▶ [ABOUT THIS TASK] Provide the count of lines below where "FilterMode" occurs, with no other output.
========
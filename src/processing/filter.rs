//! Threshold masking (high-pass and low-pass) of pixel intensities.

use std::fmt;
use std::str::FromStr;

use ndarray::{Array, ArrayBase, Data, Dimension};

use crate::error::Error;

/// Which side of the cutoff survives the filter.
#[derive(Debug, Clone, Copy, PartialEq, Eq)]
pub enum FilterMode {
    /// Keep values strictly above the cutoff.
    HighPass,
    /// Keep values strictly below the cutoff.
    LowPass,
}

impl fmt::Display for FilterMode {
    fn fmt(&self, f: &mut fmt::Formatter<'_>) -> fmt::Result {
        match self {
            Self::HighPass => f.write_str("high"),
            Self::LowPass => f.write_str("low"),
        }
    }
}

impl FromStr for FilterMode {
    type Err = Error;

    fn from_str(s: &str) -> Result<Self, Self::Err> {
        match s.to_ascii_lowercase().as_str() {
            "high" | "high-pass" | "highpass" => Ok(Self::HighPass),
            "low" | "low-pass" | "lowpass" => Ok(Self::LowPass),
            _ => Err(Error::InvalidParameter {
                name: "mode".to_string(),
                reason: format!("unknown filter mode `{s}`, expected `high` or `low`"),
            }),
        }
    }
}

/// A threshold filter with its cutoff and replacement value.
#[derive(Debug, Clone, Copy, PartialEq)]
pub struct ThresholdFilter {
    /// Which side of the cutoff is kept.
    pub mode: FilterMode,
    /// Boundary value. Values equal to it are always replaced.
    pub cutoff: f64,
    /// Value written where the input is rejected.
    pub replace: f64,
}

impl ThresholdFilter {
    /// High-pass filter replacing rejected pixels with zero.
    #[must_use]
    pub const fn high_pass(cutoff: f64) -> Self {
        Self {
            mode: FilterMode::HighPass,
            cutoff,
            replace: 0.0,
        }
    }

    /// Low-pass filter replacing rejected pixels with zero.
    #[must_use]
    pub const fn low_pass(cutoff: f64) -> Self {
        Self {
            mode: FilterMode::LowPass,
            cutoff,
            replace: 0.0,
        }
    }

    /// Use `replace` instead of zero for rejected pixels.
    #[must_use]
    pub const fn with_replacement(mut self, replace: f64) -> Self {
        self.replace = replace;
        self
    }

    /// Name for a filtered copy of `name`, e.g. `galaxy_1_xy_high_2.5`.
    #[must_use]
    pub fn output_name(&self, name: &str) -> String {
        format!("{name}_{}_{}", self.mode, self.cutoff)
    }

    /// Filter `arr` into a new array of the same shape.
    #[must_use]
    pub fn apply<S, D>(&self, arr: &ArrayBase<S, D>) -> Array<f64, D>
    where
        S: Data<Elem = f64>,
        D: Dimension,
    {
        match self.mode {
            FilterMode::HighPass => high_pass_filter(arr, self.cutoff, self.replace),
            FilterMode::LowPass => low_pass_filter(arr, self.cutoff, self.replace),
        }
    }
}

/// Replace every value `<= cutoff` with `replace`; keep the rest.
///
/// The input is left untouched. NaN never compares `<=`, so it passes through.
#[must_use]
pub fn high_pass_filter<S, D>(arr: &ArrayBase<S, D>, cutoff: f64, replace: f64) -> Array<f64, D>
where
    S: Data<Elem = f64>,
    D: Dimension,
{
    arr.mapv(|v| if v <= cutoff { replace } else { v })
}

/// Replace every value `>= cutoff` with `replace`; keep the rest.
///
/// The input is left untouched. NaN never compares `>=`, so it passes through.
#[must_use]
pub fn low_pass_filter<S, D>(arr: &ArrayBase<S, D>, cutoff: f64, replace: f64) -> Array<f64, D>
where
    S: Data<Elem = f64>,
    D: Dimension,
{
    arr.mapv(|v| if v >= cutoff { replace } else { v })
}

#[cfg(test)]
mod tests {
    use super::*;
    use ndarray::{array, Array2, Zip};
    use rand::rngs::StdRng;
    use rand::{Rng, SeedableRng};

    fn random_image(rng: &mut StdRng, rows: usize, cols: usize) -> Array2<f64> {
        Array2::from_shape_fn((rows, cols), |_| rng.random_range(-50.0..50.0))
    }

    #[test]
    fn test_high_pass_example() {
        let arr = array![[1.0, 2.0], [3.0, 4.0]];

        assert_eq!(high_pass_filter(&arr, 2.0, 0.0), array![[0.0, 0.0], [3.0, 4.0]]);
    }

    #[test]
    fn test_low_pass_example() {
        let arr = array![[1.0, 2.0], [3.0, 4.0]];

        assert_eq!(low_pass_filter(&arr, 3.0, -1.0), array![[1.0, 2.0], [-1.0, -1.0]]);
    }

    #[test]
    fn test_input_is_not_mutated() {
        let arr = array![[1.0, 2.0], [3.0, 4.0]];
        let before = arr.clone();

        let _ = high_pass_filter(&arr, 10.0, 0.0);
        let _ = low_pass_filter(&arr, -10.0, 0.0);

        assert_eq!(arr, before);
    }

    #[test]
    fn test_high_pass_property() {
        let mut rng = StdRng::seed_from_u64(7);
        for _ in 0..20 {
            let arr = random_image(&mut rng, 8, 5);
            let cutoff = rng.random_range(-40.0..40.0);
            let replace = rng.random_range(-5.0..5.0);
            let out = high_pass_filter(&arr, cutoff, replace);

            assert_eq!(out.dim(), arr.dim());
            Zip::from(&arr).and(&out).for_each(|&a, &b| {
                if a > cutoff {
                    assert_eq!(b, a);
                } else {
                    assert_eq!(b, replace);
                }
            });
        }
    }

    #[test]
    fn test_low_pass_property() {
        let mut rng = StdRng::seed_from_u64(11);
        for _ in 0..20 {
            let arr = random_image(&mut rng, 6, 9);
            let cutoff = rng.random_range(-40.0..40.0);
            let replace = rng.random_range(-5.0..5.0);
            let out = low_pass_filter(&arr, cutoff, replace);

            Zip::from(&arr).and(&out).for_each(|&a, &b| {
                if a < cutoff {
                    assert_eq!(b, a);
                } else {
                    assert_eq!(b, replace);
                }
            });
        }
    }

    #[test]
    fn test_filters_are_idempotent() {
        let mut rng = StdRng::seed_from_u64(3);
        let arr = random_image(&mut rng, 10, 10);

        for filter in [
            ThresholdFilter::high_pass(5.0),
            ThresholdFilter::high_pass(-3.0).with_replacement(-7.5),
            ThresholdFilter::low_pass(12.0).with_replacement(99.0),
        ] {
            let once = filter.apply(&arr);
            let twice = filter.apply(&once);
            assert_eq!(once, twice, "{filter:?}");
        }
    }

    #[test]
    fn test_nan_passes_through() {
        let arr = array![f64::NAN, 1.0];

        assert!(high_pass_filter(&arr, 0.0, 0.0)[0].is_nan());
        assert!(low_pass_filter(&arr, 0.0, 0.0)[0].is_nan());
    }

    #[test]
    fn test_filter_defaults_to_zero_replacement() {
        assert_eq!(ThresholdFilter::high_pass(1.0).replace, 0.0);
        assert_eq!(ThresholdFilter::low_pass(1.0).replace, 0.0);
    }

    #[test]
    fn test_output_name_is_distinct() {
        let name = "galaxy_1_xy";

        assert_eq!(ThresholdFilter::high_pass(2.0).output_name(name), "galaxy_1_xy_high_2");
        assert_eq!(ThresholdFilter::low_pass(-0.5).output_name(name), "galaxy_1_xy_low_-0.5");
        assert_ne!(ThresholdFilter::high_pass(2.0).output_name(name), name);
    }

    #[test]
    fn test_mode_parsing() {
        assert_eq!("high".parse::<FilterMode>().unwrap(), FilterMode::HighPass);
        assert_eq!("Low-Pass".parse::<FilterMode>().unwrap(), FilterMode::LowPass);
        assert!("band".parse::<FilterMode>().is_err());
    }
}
========
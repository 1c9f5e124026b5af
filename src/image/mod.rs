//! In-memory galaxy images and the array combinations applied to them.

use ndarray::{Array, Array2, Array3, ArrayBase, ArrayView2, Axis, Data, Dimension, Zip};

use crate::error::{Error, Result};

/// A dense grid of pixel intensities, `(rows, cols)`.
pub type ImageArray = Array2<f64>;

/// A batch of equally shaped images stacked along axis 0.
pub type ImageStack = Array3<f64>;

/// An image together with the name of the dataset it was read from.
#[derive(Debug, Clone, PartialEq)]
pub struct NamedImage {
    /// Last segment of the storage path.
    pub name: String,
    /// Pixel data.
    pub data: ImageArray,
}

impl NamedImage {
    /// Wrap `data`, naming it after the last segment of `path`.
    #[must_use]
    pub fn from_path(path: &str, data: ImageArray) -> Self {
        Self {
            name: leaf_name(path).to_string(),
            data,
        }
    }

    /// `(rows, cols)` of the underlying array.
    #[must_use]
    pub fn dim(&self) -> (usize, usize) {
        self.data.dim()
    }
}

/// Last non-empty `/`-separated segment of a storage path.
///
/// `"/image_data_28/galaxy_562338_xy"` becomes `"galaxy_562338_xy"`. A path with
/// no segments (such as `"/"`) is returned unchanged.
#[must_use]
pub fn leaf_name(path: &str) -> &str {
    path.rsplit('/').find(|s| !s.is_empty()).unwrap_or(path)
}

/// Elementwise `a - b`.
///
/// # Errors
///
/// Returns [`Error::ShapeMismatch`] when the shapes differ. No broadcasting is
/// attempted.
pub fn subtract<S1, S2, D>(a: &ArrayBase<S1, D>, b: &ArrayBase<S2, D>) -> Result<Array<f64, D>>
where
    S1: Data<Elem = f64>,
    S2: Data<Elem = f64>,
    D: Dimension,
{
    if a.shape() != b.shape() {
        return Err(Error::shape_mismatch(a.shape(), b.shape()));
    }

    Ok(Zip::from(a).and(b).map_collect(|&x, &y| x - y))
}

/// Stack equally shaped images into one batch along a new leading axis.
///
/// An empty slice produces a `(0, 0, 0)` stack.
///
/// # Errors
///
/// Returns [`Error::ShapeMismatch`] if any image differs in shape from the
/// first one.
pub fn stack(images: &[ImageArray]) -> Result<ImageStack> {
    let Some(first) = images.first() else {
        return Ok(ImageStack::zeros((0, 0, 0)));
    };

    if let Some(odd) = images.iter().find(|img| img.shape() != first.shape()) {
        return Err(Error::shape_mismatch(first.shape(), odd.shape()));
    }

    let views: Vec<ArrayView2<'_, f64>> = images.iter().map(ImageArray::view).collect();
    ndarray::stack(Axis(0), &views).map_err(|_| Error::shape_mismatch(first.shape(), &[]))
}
========
▶ [RESULT OF THIS TASK] 11